Biotecnología al servicio del embalaje y conservación de cerezas

En la versión 2019 del concurso de Innovación de AgTech Latam, desarrollado en la Conferencia Redagrícola de Santiago, está innovación fue finalista y fue premiada con mención honrosa en virtud de su calidad y expectativas de escalamiento.

Uno de los desafíos del proceso de embalaje de cerezas es mantener las aguas de vaciado, transporte y solución fungicida limpias, sin fitopatógenos ni otros microorganismos. El cloro es la herramienta que utilizamos para mantener la contaminación en niveles mínimos y al mismo tiempo el cloro se controla, en términos de concentración de cloro libre y el pH del agua. Sin embargo, existen dificultades y limitaciones de las técnicas físico-químicas involucradas en dicho control. Dependiendo de la materia orgánica en solución, mantener suficiente cloro libre es complejo y muchas veces los niveles, por ejemplo, de botritis, exceden un umbral seguro, por lo que contaminamos fruta que en el huerto estaba limpia.

Monitoreo de Botrytis cinerea en agua de embalaje

¿Cómo podemos complementar el control y eventualmente generar acciones correctivas más allá del uso del cloro?

Diagnofruit, a través de un desarrollo interno -financiado por CORFO-, ofrece un servicio que cuantifica la cantidad de inóculo en agua, estimando Botrytis, Alternaria, Geotrichum entre otros patógenos que generan pudriciones mientras la fruta es almacenada y viaja a destinos distantes, tales como China.

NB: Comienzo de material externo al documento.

//! # echohealth-mcp
//!
//! A Model Context Protocol (MCP) server that lets an agent answer health
//! questions from the indexed corpus. The agent lists the sources, searches
//! them, and asks for a grounded prompt (or a refusal) for the user's question;
//! the server never calls a chat model itself.
//!
//! ## MCP Tools
//!
//! ### `doc_catalog`
//! One `"<citationId>: <sourceFile>"` line per indexed source.
//!
//! ### `doc_search`
//! The passages most relevant to a query, as `[S#] score=...` blocks. Empty
//! when nothing passes the relevance threshold.
//!
//! ### `grounded_answer`
//! A prompt that restricts the model to the retrieved passages, or a
//! `REFUSE:` message when the question is unspecific or nothing relevant was found.
//!
//! ### `status`
//! Snapshot and retrieval settings.
//!
//! ## Quick Start
//!
//! ```bash
//! # Build the snapshot first
//! echohealth-retriever ingest --corpus docs
//!
//! # Then serve it
//! echohealth-mcp --index-dir rag
//! ```
//!
//! ```no_run
//! use echohealth_mcp::{ServerConfig, run_server};
//!
//! # async fn example() -> anyhow::Result<()> {
//! run_server(ServerConfig::new("rag")).await?;
//! # Ok(())
//! # }
//! ```
//!
//! ## Integration with MCP clients
//!
//! ```json
//! {
//!   "mcpServers": {
//!     "echohealth": {
//!       "command": "echohealth-mcp",
//!       "args": ["--index-dir", "/path/to/rag"],
//!       "env": { "OPENAI_API_KEY": "..." }
//!     }
//!   }
//! }
//! ```

mod server;
pub mod tools;

pub use server::EchoHealthMcpServer;

use anyhow::Result;
use std::path::PathBuf;
use tracing::info;

/// Where the server finds its snapshot and settings.
///
/// `index_dir` overrides the directory named in the configuration file; with
/// neither, the snapshot is read from `rag`.
#[derive(Debug, Clone, Default)]
pub struct ServerConfig {
    /// Snapshot directory written by `echohealth-retriever ingest`
    pub index_dir: Option<PathBuf>,
    /// Optional TOML file with retrieval and provider settings
    pub config_path: Option<PathBuf>,
}

impl ServerConfig {
    pub fn new(index_dir: impl Into<PathBuf>) -> Self {
        Self {
            index_dir: Some(index_dir.into()),
            config_path: None,
        }
    }

    pub fn with_config_path(self, config_path: impl Into<PathBuf>) -> Self {
        Self {
            config_path: Some(config_path.into()),
            ..self
        }
    }
}

/// Run the MCP server over stdio until the client disconnects.
///
/// # Errors
/// - If no snapshot exists in the index directory
/// - If the configuration file is invalid or the embedding provider cannot be set up
/// - MCP protocol communication errors
pub async fn run_server(config: ServerConfig) -> Result<()> {
    info!("Starting echohealth MCP server");
    let server = EchoHealthMcpServer::new(&config)?;
    info!("Snapshot loaded, starting stdio transport");
    server.serve_stdio().await
}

¿Cómo se cuantifica la presencia de fitopatógenos?

El servicio cuantifica la cantidad de ADN en una muestra de agua de la zona a monitorear, esto se logra a través de un análisis de qPCR. Diagnofruit logró generar correlaciones entre el ADN de un patógeno y la cantidad de conidias o micelio del mismo; en particular si el cloro está actuando destruye el ADN de los organismos muertos, por lo tanto la cuantificación se acerca mucho a la cantidad de patógenos vivos y con potencial infectivo sobre la fruta.

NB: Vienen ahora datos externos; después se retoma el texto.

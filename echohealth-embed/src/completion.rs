//! Completion provider implementations
//!
//! A completion provider turns a fully composed prompt into the model's answer.
//! The retrieval core never calls one itself; binaries use it to finish a
//! grounded prompt when asked to.

use crate::client::ApiClient;
use crate::config::CompletionConfig;
use crate::error::{EmbedError, Result};
use async_trait::async_trait;
use serde::{Deserialize, Serialize};
use std::time::Duration;

/// Trait for language models that complete a prompt
#[async_trait]
pub trait CompletionProvider: Send + Sync {
    /// Send `prompt` to the model and return its reply
    async fn complete(&self, prompt: &str) -> Result<String>;

    /// Name of the underlying model
    fn model_name(&self) -> &str;
}

/// Completion provider for OpenAI-compatible `/chat/completions` endpoints
#[derive(Debug, Clone)]
pub struct OpenAiCompletionProvider {
    config: CompletionConfig,
    client: ApiClient,
}

impl OpenAiCompletionProvider {
    /// Builds a provider, resolving the API key and validating the configuration.
    pub fn new(config: CompletionConfig) -> Result<Self> {
        config.validate()?;
        let api_key = config.resolve_api_key()?;
        let client = ApiClient::new(
            &api_key,
            &config.base_url,
            config.timeout(),
            config.max_retries,
            Duration::from_millis(config.retry_backoff_ms),
        )?;
        tracing::info!(
            "Initialized OpenAI completion provider: model={}, endpoint={}",
            config.model,
            client.endpoint("chat/completions")
        );
        Ok(Self { config, client })
    }

    pub fn config(&self) -> &CompletionConfig {
        &self.config
    }

    fn messages<'a>(&'a self, prompt: &'a str) -> Vec<ChatMessage<'a>> {
        let mut messages = Vec::with_capacity(2);
        if let Some(system) = &self.config.system_prompt {
            messages.push(ChatMessage {
                role: "system",
                content: system,
            });
        }
        messages.push(ChatMessage {
            role: "user",
            content: prompt,
        });
        messages
    }
}

#[async_trait]
impl CompletionProvider for OpenAiCompletionProvider {
    async fn complete(&self, prompt: &str) -> Result<String> {
        let request = ChatRequest {
            model: &self.config.model,
            messages: self.messages(prompt),
            temperature: self.config.temperature,
            max_tokens: self.config.max_tokens,
        };
        let response: ChatResponse = self.client.post_json("chat/completions", &request).await?;
        let content = response
            .choices
            .into_iter()
            .next()
            .and_then(|choice| choice.message.content)
            .ok_or_else(|| EmbedError::unexpected_response("completion returned no content"))?;
        tracing::debug!("Completion returned {} characters", content.chars().count());
        Ok(content.trim().to_string())
    }

    fn model_name(&self) -> &str {
        &self.config.model
    }
}

#[derive(Serialize)]
struct ChatRequest<'a> {
    model: &'a str,
    messages: Vec<ChatMessage<'a>>,
    temperature: f32,
    #[serde(skip_serializing_if = "Option::is_none")]
    max_tokens: Option<u32>,
}

#[derive(Serialize)]
struct ChatMessage<'a> {
    role: &'a str,
    content: &'a str,
}

#[derive(Debug, Deserialize)]
struct ChatResponse {
    choices: Vec<ChatChoice>,
}

#[derive(Debug, Deserialize)]
struct ChatChoice {
    message: ChatReply,
}

#[derive(Debug, Deserialize)]
struct ChatReply {
    content: Option<String>,
}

¿De qué se trata el servicio?

El servicio se compone de un monitoreo con dos muestreos semanales e informes en menos de 48 horas, mucho más rápido que cualquier técnica convencional in-vitro, que son inespecíficas. La temporada 2018-19 fue la primera en que la tecnología fue vendida e importantes empresas como Ranco Cherries, Frusan, Dole y Yucay, pudieron controlar posibles contaminaciones durante periodos críticos de la temporada. De esta forma se construyen curvas y detectan si ocurren peaks importantes que obliguen a tomar medidas alternativas al uso del cloro o reforzamiento de las mismas.